In June 2014, Davis went on a trip with her husband and son to Hawaii, where her husband locked away her laptop, iPad, and cellphone. “I was so mad the whole week,” she admits. “But I remember it so vividly. On the eighth day, I woke up feeling so aware. I could hear the waves, and smell the salt. I hopped out of bed and finally felt like my old self again.”
So Davis returned to New York, quit her job, and founded Folk Rebellion—part graphic T-shirt company, part media outlet—which aims to get people talking about technology addiction and its negative effects.
The t-shirts—with messages like “Analog As Folk”—as well as inspirational stories and tips featured on the Folk Rebellion website, support this by promoting balance and awareness around technology.
Of course, Davis is still a businesswoman, and she understands that many people (herself included) can’t totally unplug while making a living. But she believes mindfulness helps us control technology instead of it controlling us—especially in the fall as work kicks into high gear.
“People come back refreshed from summer, and so do bosses,” Davis says. “Everyone is ready to hit the ground running. It’s the last business quarter, and you’re closing out the end of the year. You can very easily fall back into that technology trap. But if you don’t hit pause at some point, you’re going to fry.”
Here are Davis’ tips for remaining mindful around technology—which will ultimately lead to higher personal satisfaction as well as boosted productivity and quality of at work (yes, really!). —Jamie McKillop
1. Do a digital detox cleanse. On the weekend, unplug all of your devices to see how much they’re really affecting you. “I equate this feeling similar to that first bite of food after a juice cleanse,” she says. “That feeling gives you an awareness you may not have had before.”
2. Set boundaries. “Remember, a lack of boundaries welcomes a lack of respect,” Davis advises. “If people think that they can get a hold of you whenever and however (hello boss’ texts at 11:00 p.m.), they will.”
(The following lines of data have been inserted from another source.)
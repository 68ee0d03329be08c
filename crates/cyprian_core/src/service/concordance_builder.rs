//! Concordance builder.
//!
//! # Responsibility
//! - Resolve a requested Gregorian or Cyprian year into the paired span.
//! - Walk the span day by day, recording every (Gregorian, Cyprian) pair.
//! - Hand the finished span to a [`ConcordanceStore`] in one write.
//!
//! # Invariants
//! - The walk starts at the new year of the previous Cyprian year and stops
//!   once the Cyprian year passes the target, so both the target Gregorian
//!   year and the target Cyprian year are covered completely.
//! - Nothing is written unless the whole walk succeeded.

use crate::config::CalendarConfig;
use crate::ephemeris::anchors::cyprian_new_year;
use crate::ephemeris::EphemerisOracle;
use crate::model::cyprian_date::CyprianDate;
use crate::repo::concordance_repo::{BuildMetadata, ConcordanceEntry, ConcordanceStore};
use crate::service::conversion_service::{ConversionError, ConversionResult};
use chrono::Days;
use log::{debug, error, info};
use std::collections::HashSet;
use std::time::Instant;
use uuid::Uuid;

/// Hard bound on walked days; two Cyprian years never exceed 26 lunations.
pub const MAX_WALK_DAYS: usize = 800;

/// Year a build is keyed on. Exactly one axis is authoritative per build.
#[derive(Debug, Clone, Copy, PartialEq, Eq)]
pub enum BuildTarget {
    Gregorian(i32),
    Cyprian(i32),
}

impl BuildTarget {
    /// Returns the `(greg_year, cyprian_year)` pair this target builds.
    pub fn resolve(self, config: &CalendarConfig) -> (i32, i32) {
        match self {
            Self::Gregorian(greg_year) => {
                (greg_year, config.cyprian_year_beginning_with(greg_year))
            }
            Self::Cyprian(cyprian_year) => {
                (config.greg_year_ending_with(cyprian_year), cyprian_year)
            }
        }
    }
}

/// A fully walked span ready to be persisted.
#[derive(Debug, Clone, PartialEq, Eq)]
pub struct Concordance {
    /// In Gregorian order, one per day.
    pub entries: Vec<ConcordanceEntry>,
    pub metadata: BuildMetadata,
}

impl Concordance {
    /// Checks that both projections of the span are duplicate-free.
    pub fn verify_bijection(&self) -> ConversionResult<()> {
        let gregorian: HashSet<_> = self.entries.iter().map(|entry| entry.gregorian).collect();
        let cyprian: HashSet<_> = self.entries.iter().map(|entry| entry.cyprian).collect();
        if gregorian.len() != self.entries.len() {
            return Err(ConversionError::InconsistentState(
                "gregorian day repeated in concordance span",
            ));
        }
        if cyprian.len() != self.entries.len() {
            return Err(ConversionError::InconsistentState(
                "cyprian date repeated in concordance span",
            ));
        }
        Ok(())
    }
}

/// Walks concordance spans using one oracle and one configuration.
pub struct ConcordanceBuilder<'a, O: EphemerisOracle + ?Sized> {
    config: &'a CalendarConfig,
    oracle: &'a O,
}

impl<'a, O: EphemerisOracle + ?Sized> ConcordanceBuilder<'a, O> {
    pub fn new(config: &'a CalendarConfig, oracle: &'a O) -> Self {
        Self { config, oracle }
    }

    /// Walks the span for `target` without touching any store.
    ///
    /// # Errors
    /// - `Ephemeris` when any oracle call fails.
    /// - `WalkOverrun` when the walk does not finish within [`MAX_WALK_DAYS`].
    pub fn build(&self, target: BuildTarget) -> ConversionResult<Concordance> {
        let started_at = Instant::now();
        let (greg_year, cyprian_year) = target.resolve(self.config);
        info!(
            "event=concordance_build module=service status=start greg_year={greg_year} cyprian_year={cyprian_year}"
        );

        match self.walk(greg_year, cyprian_year) {
            Ok(concordance) => {
                info!(
                    "event=concordance_build module=service status=ok greg_year={} cyprian_year={} entries={} duration_ms={}",
                    greg_year,
                    cyprian_year,
                    concordance.entries.len(),
                    started_at.elapsed().as_millis()
                );
                Ok(concordance)
            }
            Err(err) => {
                error!(
                    "event=concordance_build module=service status=error greg_year={} cyprian_year={} duration_ms={} error={}",
                    greg_year,
                    cyprian_year,
                    started_at.elapsed().as_millis(),
                    err
                );
                Err(err)
            }
        }
    }

    /// Builds the span for `target` and replaces the store contents with it.
    pub fn write<S: ConcordanceStore + ?Sized>(
        &self,
        store: &mut S,
        target: BuildTarget,
    ) -> ConversionResult<BuildMetadata> {
        let concordance = self.build(target)?;
        concordance.verify_bijection()?;
        store.replace_all(&concordance.entries, &concordance.metadata)?;
        Ok(concordance.metadata)
    }

    fn walk(&self, greg_year: i32, cyprian_year: i32) -> ConversionResult<Concordance> {
        let last_vernal_equinox = self.oracle.vernal_equinox(greg_year - 1)?;
        let this_vernal_equinox = self.oracle.vernal_equinox(greg_year)?;
        let last_cyprian_new_year = cyprian_new_year(self.oracle, greg_year - 1)?;
        let this_cyprian_new_year = cyprian_new_year(self.oracle, greg_year)?;
        debug!(
            "event=concordance_anchors module=service last_equinox={last_vernal_equinox} this_equinox={this_vernal_equinox} last_new_year={last_cyprian_new_year} this_new_year={this_cyprian_new_year}"
        );

        let mut greg = last_cyprian_new_year;
        let mut cyprian = CyprianDate::new(cyprian_year - 1, 1, 1);
        let mut entries = Vec::with_capacity(2 * 385);

        while cyprian.year <= cyprian_year {
            if entries.len() >= MAX_WALK_DAYS {
                return Err(ConversionError::WalkOverrun {
                    days: entries.len(),
                    reached: cyprian,
                });
            }
            entries.push(ConcordanceEntry {
                gregorian: greg.date_naive(),
                cyprian,
            });
            cyprian.advance_one_day(greg, self.oracle)?;
            greg = greg + Days::new(1);
        }

        Ok(Concordance {
            entries,
            metadata: BuildMetadata {
                greg_year,
                cyprian_year,
                this_vernal_equinox,
                this_cyprian_new_year,
                build_id: Uuid::new_v4(),
            },
        })
    }
}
3. Reset your circadian rhythm. Pings, vibrations, and buzzes have us trained like Pavlov’s dogs. “There is an addictive feel-good jolt or buzz from hearing that sound,” she says. “But always being on alert and reacting to whatever the virtual world throws at you doesn’t allow quality space for the yummy human stuff.” As a solution, make your nights and mornings device-free so you can reconnect with your mind, body, soul, and world.
4. Get rid of the gateway drug, er, app. “I could stand in line at Sweetgreen and [refresh my email] 20 times before I even place my order,” Davis admits. “Twenty minutes later I’m on LinkedIn checking my messages as a last resort because there is nothing left for me to refresh.” As a solution, steer clear of your gateway app when you head to lunch, a date, or family time.
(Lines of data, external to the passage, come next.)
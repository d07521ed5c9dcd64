use std::fmt;

use crate::error::{ComputeError, GraphError};
use crate::tensor::{broadcast_shapes, reduced_shape, shape_product, DType, Tensor};

/// Axis selector for reductions.
#[derive(Debug, Clone, PartialEq, Eq)]
pub enum Axes {
    All,
    Only(Vec<usize>),
}

impl Axes {
    /// Sorted, deduplicated axes for a tensor of rank `rank`.
    pub fn resolve(&self, rank: usize) -> Result<Vec<usize>, String> {
        match self {
            Axes::All => Ok((0..rank).collect()),
            Axes::Only(axes) => {
                let mut out = axes.clone();
                out.sort_unstable();
                out.dedup();
                if let Some(&bad) = out.iter().find(|&&a| a >= rank) {
                    return Err(format!("axis {} out of range for rank {}", bad, rank));
                }
                Ok(out)
            }
        }
    }
}

#[derive(Debug, Clone, Copy, PartialEq, Eq)]
pub enum Arity {
    Fixed(usize),
    Variadic { min: usize },
}

impl Arity {
    pub fn accepts(self, n: usize) -> bool {
        match self {
            Arity::Fixed(k) => n == k,
            Arity::Variadic { min } => n >= min,
        }
    }
}

#[derive(Debug, Clone, PartialEq)]
pub enum Op {
    Add,
    Sub,
    Mul,
    Div,
    Pow,
    Neg,
    Exp,
    Ln,
    Sqrt,
    Square,
    Sigmoid,
    Tanh,
    Relu,
    /// Heaviside step: 1 where the operand is positive, else 0.
    Step,
    Sum { axes: Axes, keep_dims: bool },
    Mean { axes: Axes, keep_dims: bool },
    MatMul,
    Transpose,
    Reshape(Vec<usize>),
    BroadcastTo(Vec<usize>),
    /// Sums a broadcast result back down to a smaller compatible shape.
    SumTo(Vec<usize>),
    /// Elementwise sum of any number of equally shaped operands.
    AddN,
}

/// Target of the gradient rules: either a graph under construction
/// (handles are node ids) or a running interpreter (handles are tensors).
pub trait GradBuilder {
    type Handle: Clone;
    type Error;

    fn apply(&mut self, op: Op, operands: &[Self::Handle]) -> Result<Self::Handle, Self::Error>;

    /// Scalar constant with the dtype of `like`.
    fn constant(&mut self, value: f64, like: &Self::Handle) -> Result<Self::Handle, Self::Error>;

    fn shape(&self, handle: &Self::Handle) -> Vec<usize>;
}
5. The best defense is a good offense. “Ironically, take to social media to let your friends know that you will be responding to texts, pings, Snapchats, or whatever within 24 hours,” she says. “Check your emails at certain times only throughout the day to avoid being shackled to your inbox. Get away with it by telling clients and coworkers… The more you set people’s expectations about how you will be digitally interacting the easier the transition will be.”